Every file in the workspace belongs to a class: decisions, requirements, plans, config, code, generated artifacts, and so on. Each class has defined rules for how it is created, what must reference it, and what else needs to change when it changes. Add an Architecture Decision Record and it must appear in the decisions index; the open question that prompted it must be closed. Mark a work task as done and the system surfaces which tasks were waiting on it. The types define the blast radius of every change, so when something updates, the system knows exactly what else needs to catch up.
This is what keeps the workspace coherent over time. Without the types, you end up with a pile of markdown that slowly drifts out of sync with reality. With them, changes have predictable consequences and the AI can reason accurately about project state because the structure is consistent and well-defined.
What Works Well
Decisions have a history. When someone asks “wait, why did we structure it that way?”, the answer is a file in the decisions directory with context, alternatives considered, and the rationale. This replaces a lot of tribal knowledge.
Context switching is cheap. You pull, you ask what you were working on, you have a branch name and done-when criteria in front of you. Getting back up to speed after a few days away takes minutes, not a morning.
Meetings are for actual collaboration. We still meet. We meet when we are working through a hard problem together, when someone is blocked and needs eyes on something, or when we need to coordinate on something that genuinely requires real-time discussion. We do not meet because it is Tuesday at 9am and that is when standup is.
Onboarding is faster. A new engineer can pull the workspace, read the onboarding docs, and ask questions. The entire history of why things are the way they are is documented and queryable.
What Does Not Work as Well
The docs have to stay current. This only works if engineers actually write the ADRs, update task status, and keep requirements from going stale. If the team treats docs as optional overhead, the whole system drifts out of sync and you lose the value fast. That takes discipline.
It is not built for non-technical stakeholders. The command center is a git repo full of markdown files. Clients and business partners cannot navigate that, which is why we still have Jira as the external interface.
The setup takes real effort upfront. Writing a proper build plan where every task has dependencies and verifiable acceptance criteria is not a quick job. It pays off, but it is not free. Teams that are used to throwing cards into a board and figuring it out as they go will find this more demanding.

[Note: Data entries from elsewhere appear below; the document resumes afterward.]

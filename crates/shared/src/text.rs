//! Text helpers used when echoing free-form text into structured payloads.

/// Returns at most `max_chars` characters from the start of `text`.
///
/// Cuts on a character boundary, so multi-byte text never panics.
pub fn truncate_chars(text: &str, max_chars: usize) -> &str {
    match text.char_indices().nth(max_chars) {
        Some((byte_idx, _)) => &text[..byte_idx],
        None => text,
    }
}

/// Returns `value` unless it is blank, in which case `placeholder` is used.
pub fn or_placeholder<'a>(value: Option<&'a str>, placeholder: &'a str) -> &'a str {
    match value {
        Some(v) if !v.trim().is_empty() => v,
        _ => placeholder,
    }
}
//! REST clients for the DisasterWatch backend.
//!
//! [`AdminClient`] carries the operator session and replays its bearer token;
//! [`PublicClient`] is anonymous. Both share the transport in [`RestClient`].

pub mod admin;
pub mod paths;
pub mod public;

pub use admin::AdminClient;
pub use public::PublicClient;

use reqwest::{header, Client, Method, RequestBuilder, Response, StatusCode};
use serde::de::DeserializeOwned;
use serde::Serialize;
use serde_json::Value;
use tracing::{debug, warn};

use crate::config::BackendConfig;
use crate::error::ClientError;
use crate::session::Session;

/// Shared HTTP transport: URL building, headers and failure mapping.
#[derive(Debug, Clone)]
pub struct RestClient {
    http: Client,
    base_url: String,
    session: Option<Session>,
}

impl RestClient {
    /// Anonymous transport.
    pub fn new(config: &BackendConfig) -> Result<Self, ClientError> {
        let http = Client::builder().timeout(config.timeout()).build()?;
        Ok(Self {
            http,
            base_url: config.base_url.trim_end_matches('/').to_string(),
            session: None,
        })
    }

    /// Transport that authenticates with, and expires, `session`.
    pub fn with_session(config: &BackendConfig, session: Session) -> Result<Self, ClientError> {
        let mut client = Self::new(config)?;
        client.session = Some(session);
        Ok(client)
    }

    pub fn session(&self) -> Option<&Session> {
        self.session.as_ref()
    }

    pub fn url(&self, path: &str) -> String {
        format!("{}{}", self.base_url, path)
    }

    fn request(&self, method: Method, path: &str) -> Result<RequestBuilder, ClientError> {
        let url = self.url(path);
        debug!(method = %method, url = %url, "Backend request");

        let mut builder = self
            .http
            .request(method, url)
            .header(header::CONTENT_TYPE, "application/json");

        if let Some(token) = self.session.as_ref().map(Session::token).transpose()?.flatten() {
            builder = builder.bearer_auth(token);
        }
        Ok(builder)
    }

    /// Sends the request and enforces the failure policy.
    async fn execute(&self, builder: RequestBuilder) -> Result<Response, ClientError> {
        let response = builder.send().await?;
        let status = response.status();

        if status == StatusCode::UNAUTHORIZED {
            if let Some(session) = &self.session {
                session.expire()?;
                return Err(ClientError::SessionExpired);
            }
        }

        if !status.is_success() {
            return Err(error_from_response(response).await);
        }

        Ok(response)
    }

    async fn send_json<T: DeserializeOwned>(&self, builder: RequestBuilder) -> Result<T, ClientError> {
        let response = self.execute(builder).await?;
        let body = response.text().await?;
        serde_json::from_str(&body).map_err(|e| {
            warn!(error = %e, "Unexpected backend response body");
            ClientError::Decode(e.to_string())
        })
    }

    pub async fn get<T: DeserializeOwned>(&self, path: &str) -> Result<T, ClientError> {
        self.send_json(self.request(Method::GET, path)?).await
    }

    pub async fn post<T: DeserializeOwned>(&self, path: &str) -> Result<T, ClientError> {
        self.send_json(self.request(Method::POST, path)?).await
    }

    pub async fn post_json<B, T>(&self, path: &str, body: &B) -> Result<T, ClientError>
    where
        B: Serialize + ?Sized,
        T: DeserializeOwned,
    {
        self.send_json(self.request(Method::POST, path)?.json(body))
            .await
    }

    pub async fn put_json<B, T>(&self, path: &str, body: &B) -> Result<T, ClientError>
    where
        B: Serialize + ?Sized,
        T: DeserializeOwned,
    {
        self.send_json(self.request(Method::PUT, path)?.json(body))
            .await
    }

    /// DELETE; the response body, if any, is discarded.
    pub async fn delete(&self, path: &str) -> Result<(), ClientError> {
        self.execute(self.request(Method::DELETE, path)?).await?;
        Ok(())
    }

    /// POST without the session's token or 401 handling, for login.
    pub(crate) async fn post_unauthenticated<B: Serialize + ?Sized>(
        &self,
        path: &str,
        body: &B,
    ) -> Result<Response, ClientError> {
        let url = self.url(path);
        debug!(url = %url, "Backend request without credentials");
        Ok(self
            .http
            .post(url)
            .header(header::CONTENT_TYPE, "application/json")
            .json(body)
            .send()
            .await?)
    }
}

/// Builds the error for a non-2xx response: body `error`, then `detail`,
/// then `HTTP <status>`.
pub(crate) async fn error_from_response(response: Response) -> ClientError {
    let status = response.status().as_u16();
    let body = response.text().await.unwrap_or_default();
    let message = message_field(&body, &["error", "detail"])
        .unwrap_or_else(|| format!("HTTP {}", status));

    debug!(status, message = %message, "Backend returned an error");
    ClientError::Http { status, message }
}

/// First non-empty string among `keys` in a JSON object body.
pub(crate) fn message_field(body: &str, keys: &[&str]) -> Option<String> {
    let value: Value = serde_json::from_str(body).ok()?;
    keys.iter()
        .filter_map(|key| value.get(*key))
        .find_map(|v| match v {
            Value::String(s) if !s.is_empty() => Some(s.clone()),
            Value::String(_) | Value::Null => None,
            other => Some(other.to_string()),
        })
}
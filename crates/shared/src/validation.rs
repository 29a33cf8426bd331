//! Common validation utilities.

use validator::ValidationError;

/// Validates that a latitude value is within valid range (-90 to 90).
pub fn validate_latitude(lat: f64) -> Result<(), ValidationError> {
    if (-90.0..=90.0).contains(&lat) {
        Ok(())
    } else {
        let mut err = ValidationError::new("latitude_range");
        err.message = Some("Latitude must be between -90 and 90".into());
        Err(err)
    }
}

/// Validates that a longitude value is within valid range (-180 to 180).
pub fn validate_longitude(lon: f64) -> Result<(), ValidationError> {
    if (-180.0..=180.0).contains(&lon) {
        Ok(())
    } else {
        let mut err = ValidationError::new("longitude_range");
        err.message = Some("Longitude must be between -180 and 180".into());
        Err(err)
    }
}

/// Validates that a head count (capacity, occupancy) is non-negative.
///
/// Occupancy above capacity is accepted: shelters routinely overflow.
pub fn validate_head_count(count: i32) -> Result<(), ValidationError> {
    if count >= 0 {
        Ok(())
    } else {
        let mut err = ValidationError::new("head_count_range");
        err.message = Some("Head count must be non-negative".into());
        Err(err)
    }
}

/// Validates that a search radius in kilometres is positive.
pub fn validate_radius_km(radius: f64) -> Result<(), ValidationError> {
    if radius > 0.0 && radius.is_finite() {
        Ok(())
    } else {
        let mut err = ValidationError::new("radius_range");
        err.message = Some("Radius must be a positive number of kilometres".into());
        Err(err)
    }
}
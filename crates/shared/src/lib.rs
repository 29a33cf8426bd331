//! Shared utilities and common types for the DisasterWatch workspace.
//!
//! This crate provides common functionality used across all other crates:
//! - Coordinate and measurement validation
//! - Page-number pagination envelopes
//! - Lenient decimal deserialization for backend payloads
//! - Character-safe text truncation

pub mod decimal;
pub mod pagination;
pub mod text;
pub mod validation;
impl RouteAnalysis {
    /// Returned when no API key is configured.
    pub fn unconfigured() -> Self {
        Self {
            safety: "unknown".to_string(),
            score: 50.0,
            hazards: Vec::new(),
            recommendations: vec!["Unable to analyze - please follow official guidance".to_string()],
        }
    }

    /// Returned when the request or its parsing failed.
    pub fn unavailable() -> Self {
        Self {
            safety: "moderate".to_string(),
            score: 60.0,
            hazards: vec!["Unable to fully analyze".to_string()],
            recommendations: strings(&["Follow main roads", "Avoid damaged structures"]),
        }
    }
}
//! The data operations shared by the live backend and the mock backend.

use domain::models::{
    Alert, AlertStatus, Earthquake, Shelter, ShelterDraft, ShelterPatch, ShelterStatus,
};
use shared::pagination::Paginated;

use crate::error::ClientError;
use crate::rest::AdminClient;

/// Shelter, earthquake and alert operations of the operator dashboard.
///
/// Lookups and mutations by id fail with `ClientError::Http { status: 404 }`
/// ("Not found.") when the id is unknown, on the mock backend as on the live
/// one; nothing is changed in that case.
#[async_trait::async_trait]
pub trait DataSource: Send + Sync {
    async fn shelters(&self, page: u32) -> Result<Paginated<Shelter>, ClientError>;

    async fn shelter(&self, id: i64) -> Result<Shelter, ClientError>;

    async fn shelters_by_status(&self, status: ShelterStatus) -> Result<Vec<Shelter>, ClientError>;

    async fn shelters_by_region(&self, region_id: i64) -> Result<Vec<Shelter>, ClientError>;

    async fn create_shelter(&self, draft: &ShelterDraft) -> Result<Shelter, ClientError>;

    async fn update_shelter(&self, id: i64, patch: &ShelterPatch) -> Result<Shelter, ClientError>;

    async fn delete_shelter(&self, id: i64) -> Result<(), ClientError>;

    async fn earthquakes(&self, page: u32) -> Result<Paginated<Earthquake>, ClientError>;

    async fn recent_earthquakes(&self) -> Result<Vec<Earthquake>, ClientError>;

    async fn alerts(&self, page: u32) -> Result<Paginated<Alert>, ClientError>;

    async fn alerts_by_status(&self, status: AlertStatus) -> Result<Vec<Alert>, ClientError>;

    /// Marks one alert acknowledged. An unknown id is a 404 and leaves every
    /// alert untouched.
    async fn acknowledge_alert(&self, alert_id: i64) -> Result<Alert, ClientError>;
}

#[async_trait::async_trait]
impl DataSource for AdminClient {
    async fn shelters(&self, page: u32) -> Result<Paginated<Shelter>, ClientError> {
        AdminClient::shelters(self, page).await
    }

    async fn shelter(&self, id: i64) -> Result<Shelter, ClientError> {
        AdminClient::shelter(self, id).await
    }

    async fn shelters_by_status(&self, status: ShelterStatus) -> Result<Vec<Shelter>, ClientError> {
        AdminClient::shelters_by_status(self, status).await
    }

    async fn shelters_by_region(&self, region_id: i64) -> Result<Vec<Shelter>, ClientError> {
        AdminClient::shelters_by_region(self, region_id).await
    }

    async fn create_shelter(&self, draft: &ShelterDraft) -> Result<Shelter, ClientError> {
        AdminClient::create_shelter(self, draft).await
    }

    async fn update_shelter(&self, id: i64, patch: &ShelterPatch) -> Result<Shelter, ClientError> {
        AdminClient::update_shelter(self, id, patch).await
    }

    async fn delete_shelter(&self, id: i64) -> Result<(), ClientError> {
        AdminClient::delete_shelter(self, id).await
    }

    async fn earthquakes(&self, page: u32) -> Result<Paginated<Earthquake>, ClientError> {
        AdminClient::earthquakes(self, page).await
    }

    async fn recent_earthquakes(&self) -> Result<Vec<Earthquake>, ClientError> {
        AdminClient::recent_earthquakes(self).await
    }

    async fn alerts(&self, page: u32) -> Result<Paginated<Alert>, ClientError> {
        AdminClient::alerts(self, page).await
    }

    async fn alerts_by_status(&self, status: AlertStatus) -> Result<Vec<Alert>, ClientError> {
        AdminClient::alerts_by_status(self, status).await
    }

    async fn acknowledge_alert(&self, alert_id: i64) -> Result<Alert, ClientError> {
        AdminClient::acknowledge_alert(self, alert_id).await
    }
}
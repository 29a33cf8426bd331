//! Request path templates, relative to the configured base URL.
//!
//! Parameters, page numbers included, are substituted verbatim; only the
//! free-text `city` is percent-encoded, with a space sent as `%20`.

use std::fmt::Display;

pub const LOGIN: &str = "/auth/login/";
pub const SHELTERS: &str = "/shelters/";
pub const EARTHQUAKES_RECENT: &str = "/earthquakes/recent/";
pub const EVACUEES: &str = "/evacuees/";
pub const REPORTS: &str = "/reports/";
pub const NOTIFICATIONS_UNREAD: &str = "/notifications/unread/";
pub const REGIONS: &str = "/regions/";
pub const USERS: &str = "/users/";
pub const PREDICTIONS: &str = "/predictions/";
pub const STATISTICS: &str = "/statistics/";

fn page_of(resource: &str, page: u32) -> String {
    format!("/{}/?page={}", resource, page)
}

// Shelters

pub fn shelters(page: u32) -> String {
    page_of("shelters", page)
}

pub fn shelter(id: i64) -> String {
    format!("/shelters/{}/", id)
}

pub fn shelters_by_region(region_id: i64) -> String {
    format!("/shelters/by_region/?region_id={}", region_id)
}

pub fn shelters_by_status(status: impl Display) -> String {
    format!("/shelters/by_status/?status={}", status)
}

pub fn shelters_by_location(city: &str) -> String {
    // byte_serialize already escapes a literal '+' as %2B
    let city: String = url::form_urlencoded::byte_serialize(city.as_bytes()).collect();
    format!("/shelters/by_location/?city={}", city.replace('+', "%20"))
}

// Earthquakes

pub fn earthquakes(page: u32) -> String {
    page_of("earthquakes", page)
}

pub fn earthquakes_by_region(region_id: i64) -> String {
    format!("/earthquakes/by_region/?region_id={}", region_id)
}

pub fn earthquakes_by_location(latitude: f64, longitude: f64, radius_km: f64) -> String {
    format!(
        "/earthquakes/by_location/?latitude={}&longitude={}&radius={}",
        latitude, longitude, radius_km
    )
}

// Alerts

pub fn alerts(page: u32) -> String {
    page_of("alerts", page)
}

pub fn alerts_by_status(status: impl Display) -> String {
    format!("/alerts/by_status/?status={}", status)
}

pub fn acknowledge_alert(alert_id: i64) -> String {
    format!("/alerts/{}/acknowledge/", alert_id)
}

// Evacuees and reports

pub fn evacuees(page: u32) -> String {
    page_of("evacuees", page)
}

pub fn evacuees_by_shelter(shelter_id: i64) -> String {
    format!("/evacuees/by_shelter/?shelter_id={}", shelter_id)
}

pub fn reports(page: u32) -> String {
    page_of("reports", page)
}

pub fn reports_by_shelter(shelter_id: i64) -> String {
    format!("/reports/by_shelter/?shelter_id={}", shelter_id)
}

// Safety tips

pub fn safety_tips(page: u32) -> String {
    page_of("safety-tips", page)
}

pub fn safety_tips_by_category(category: &str) -> String {
    format!("/safety-tips/by_category/?category={}", category)
}

// Stored AI recommendations

pub fn ai_recommendations(page: u32) -> String {
    page_of("ai-recommendations", page)
}

pub fn ai_recommendations_by_shelter(shelter_id: i64) -> String {
    format!("/ai-recommendations/by_shelter/?shelter_id={}", shelter_id)
}

// Notifications

pub fn notifications(page: u32) -> String {
    page_of("notifications", page)
}

pub fn mark_notification_as_read(notification_id: i64) -> String {
    format!("/notifications/{}/mark_as_read/", notification_id)
}

// Users

pub fn user(id: i64) -> String {
    format!("/users/{}/", id)
}
//! DisasterWatch client library.
//!
//! REST access to the DisasterWatch backend for operators and citizens,
//! chat-completion recommendations, and an in-process mock backend for
//! working without a server.

pub mod ai;
pub mod config;
pub mod error;
pub mod logging;
pub mod mock;
pub mod rest;
pub mod session;
pub mod source;

pub use error::ClientError;
pub use mock::MockBackend;
pub use rest::{AdminClient, PublicClient};
pub use session::{Session, SessionEvent};
pub use source::DataSource;
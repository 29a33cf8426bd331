//! Prompt inputs and rendering.
//!
//! Each collection is cut to the configured [`PromptLimits`] before it is
//! rendered as a bulleted block.

use domain::models::{Alert, Earthquake, NearbyShelter, Shelter};
use domain::services::{LocationContext, ShelterStats};
use serde::Deserialize;
use shared::text::or_placeholder;

use crate::config::PromptLimits;

/// A system/user message pair.
#[derive(Debug, Clone, PartialEq, Eq)]
pub struct Prompt {
    pub system: String,
    pub user: String,
}

// ============================================================================
// Inputs
// ============================================================================

/// Dashboard snapshot analysed by the operator recommendation prompt.
#[derive(Debug, Clone, Copy, Default)]
pub struct AdminContext<'a> {
    pub shelters: &'a [Shelter],
    pub earthquakes: &'a [Earthquake],
    pub alerts: &'a [Alert],
    pub stats: Option<ShelterStats>,
}

/// Area named in a risk question.
#[derive(Debug, Clone, PartialEq, Deserialize)]
#[serde(rename_all = "camelCase")]
pub struct AreaQuery {
    pub name: String,
    pub latitude: f64,
    pub longitude: f64,
    #[serde(default)]
    pub recent_earthquakes: usize,
    #[serde(default)]
    pub shelters_nearby: usize,
}

#[derive(Debug, Clone, Default, PartialEq, Eq, Deserialize)]
pub struct UserLocation {
    #[serde(default)]
    pub province: Option<String>,
    #[serde(default)]
    pub city: Option<String>,
    #[serde(default)]
    pub barangay: Option<String>,
}

impl UserLocation {
    pub fn city_or_unknown(&self) -> &str {
        or_placeholder(self.city.as_deref(), "Unknown City")
    }

    pub fn province_or_unknown(&self) -> &str {
        or_placeholder(self.province.as_deref(), "Unknown Province")
    }

    fn barangay(&self) -> Option<&str> {
        self.barangay.as_deref().filter(|b| !b.trim().is_empty())
    }
}

#[derive(Debug, Clone, Default, PartialEq, Eq, Deserialize)]
#[serde(rename_all = "camelCase")]
pub struct CurrentRisk {
    #[serde(default)]
    pub level: Option<String>,
    #[serde(default)]
    pub seismic_activity: Option<String>,
    #[serde(default)]
    pub fault_line_distance: Option<String>,
    #[serde(default)]
    pub building_density: Option<String>,
}

/// Input of the citizen safety recommendation prompt.
#[derive(Debug, Clone, Default, PartialEq, Deserialize)]
#[serde(rename_all = "camelCase")]
pub struct SafetyQuery {
    #[serde(default)]
    pub location: UserLocation,
    #[serde(default)]
    pub shelters: Vec<NearbyShelter>,
    #[serde(default)]
    pub earthquakes: Vec<Earthquake>,
    #[serde(default)]
    pub current_risk: CurrentRisk,
}

/// Input of the evacuation route prompt.
#[derive(Debug, Clone, Default, PartialEq, Deserialize)]
#[serde(rename_all = "camelCase")]
pub struct RouteQuery {
    #[serde(default)]
    pub location: UserLocation,
    #[serde(default)]
    pub shelters: Vec<NearbyShelter>,
    #[serde(default)]
    pub current_risk: CurrentRisk,
}

/// A single route to assess.
#[derive(Debug, Clone, PartialEq, Eq, Deserialize)]
#[serde(rename_all = "camelCase")]
pub struct RouteCheck {
    pub from_location: String,
    pub to_shelter: String,
    #[serde(default)]
    pub current_conditions: Option<String>,
}

/// Situation summary for the citizen quick tip.
#[derive(Debug, Clone, Default, PartialEq, Eq, Deserialize)]
#[serde(rename_all = "camelCase")]
pub struct TipContext {
    #[serde(default)]
    pub risk_level: Option<String>,
    #[serde(default)]
    pub location: Option<String>,
}

// ============================================================================
// System prompts
// ============================================================================

pub const ADMIN_SYSTEM: &str = r#"You are an AI disaster management assistant for the Caraga Region in the Philippines.
Your role is to analyze shelter data, earthquake activity, and alerts to provide actionable safety recommendations.
Always respond in JSON format with the following structure:
{
  "mostRecommendedShelter": { "name": "string", "reason": "string", "region": "string" },
  "mostAffectedArea": { "name": "string", "reason": "string", "riskLevel": "high|medium|low" },
  "accuracyRate": number (0-100),
  "recommendations": [
    { "shelter": "string", "region": "string", "recommendation": "string", "priority": "high|medium|low", "confidence": "string" }
  ],
  "summary": "string"
}"#;

pub const ADMIN_TIP_SYSTEM: &str =
    "You are a disaster safety expert. Provide brief, actionable safety tips (1-2 sentences max).";

pub const AREA_RISK_SYSTEM: &str = r#"You are a seismic risk analyst. Analyze area risk and respond in JSON format: { "riskLevel": "high|medium|low", "score": 0-100, "factors": ["string"], "recommendation": "string" }"#;

pub const SAFETY_SYSTEM: &str = r#"You are an AI disaster safety advisor specializing in the Caraga Region, Philippines.
You have detailed knowledge of each province and city/municipality in Caraga, including:
- Local terrain and geography
- Proximity to fault lines (especially the Philippine Fault Zone)
- Historical earthquake data (including the 2017 Surigao earthquake)
- Local infrastructure and road networks
- Common hazards specific to each area

Your role is to provide HIGHLY PERSONALIZED earthquake safety recommendations based on the user's SPECIFIC location.
Tailor all advice to the particular characteristics and risks of their city/municipality.

Always respond in JSON format with the following structure:
{
  "riskAssessment": {
    "level": "HIGH|MODERATE|LOW",
    "description": "string - specific to this location",
    "immediateActions": ["string - location-specific actions"]
  },
  "shelterRecommendations": [
    { "name": "string", "reason": "string - why this shelter is good for this area", "priority": 1-5, "safetyScore": 1-100, "distance": "string", "capacity": "string" }
  ],
  "evacuationAdvice": {
    "shouldEvacuate": boolean,
    "urgency": "immediate|soon|monitor",
    "bestRoute": "string - specific route based on local geography",
    "alternativeRoute": "string",
    "areasToAvoid": ["string - specific local areas to avoid"],
    "safetyTips": ["string"]
  },
  "preparednessChecklist": [
    { "item": "string", "importance": "critical|important|recommended", "reason": "string - why important for this location" }
  ],
  "localizedTips": ["string - tips specific to this city/province"],
  "emergencyContacts": {
    "pdrrmo": "string - local PDRRMO number",
    "hospital": "string - nearest hospital",
    "hotline": "911"
  },
  "nearbyLandmarks": ["string - landmarks to use for navigation"],
  "summary": "string - personalized summary for this location"
}"#;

Trust takes time. Engineers habituated to Jira have a strong instinct to go check the Jira board. Until the whole team internalizes that git is authoritative, you get questions about whether the docs and Jira are in sync. The answer is that git is the source of truth, but that takes some adjustment.
Is This Worth Trying?
It depends on the team.
Small teams with strong documentation habits who are already comfortable in git and practicing trunk-based development will adapt quickly. Teams with non-technical project managers running the process, or teams that need a visual board for stakeholder communication, will have a harder time.
What we can say is that the overhead of running this system is lower than the overhead of the meetings it replaces. The need for a morning standup is gone. The sprint ceremony overhead is gone. Time that used to go to process now goes to work.
If your team’s recurring meetings are mostly status updates, try treating them as a data problem.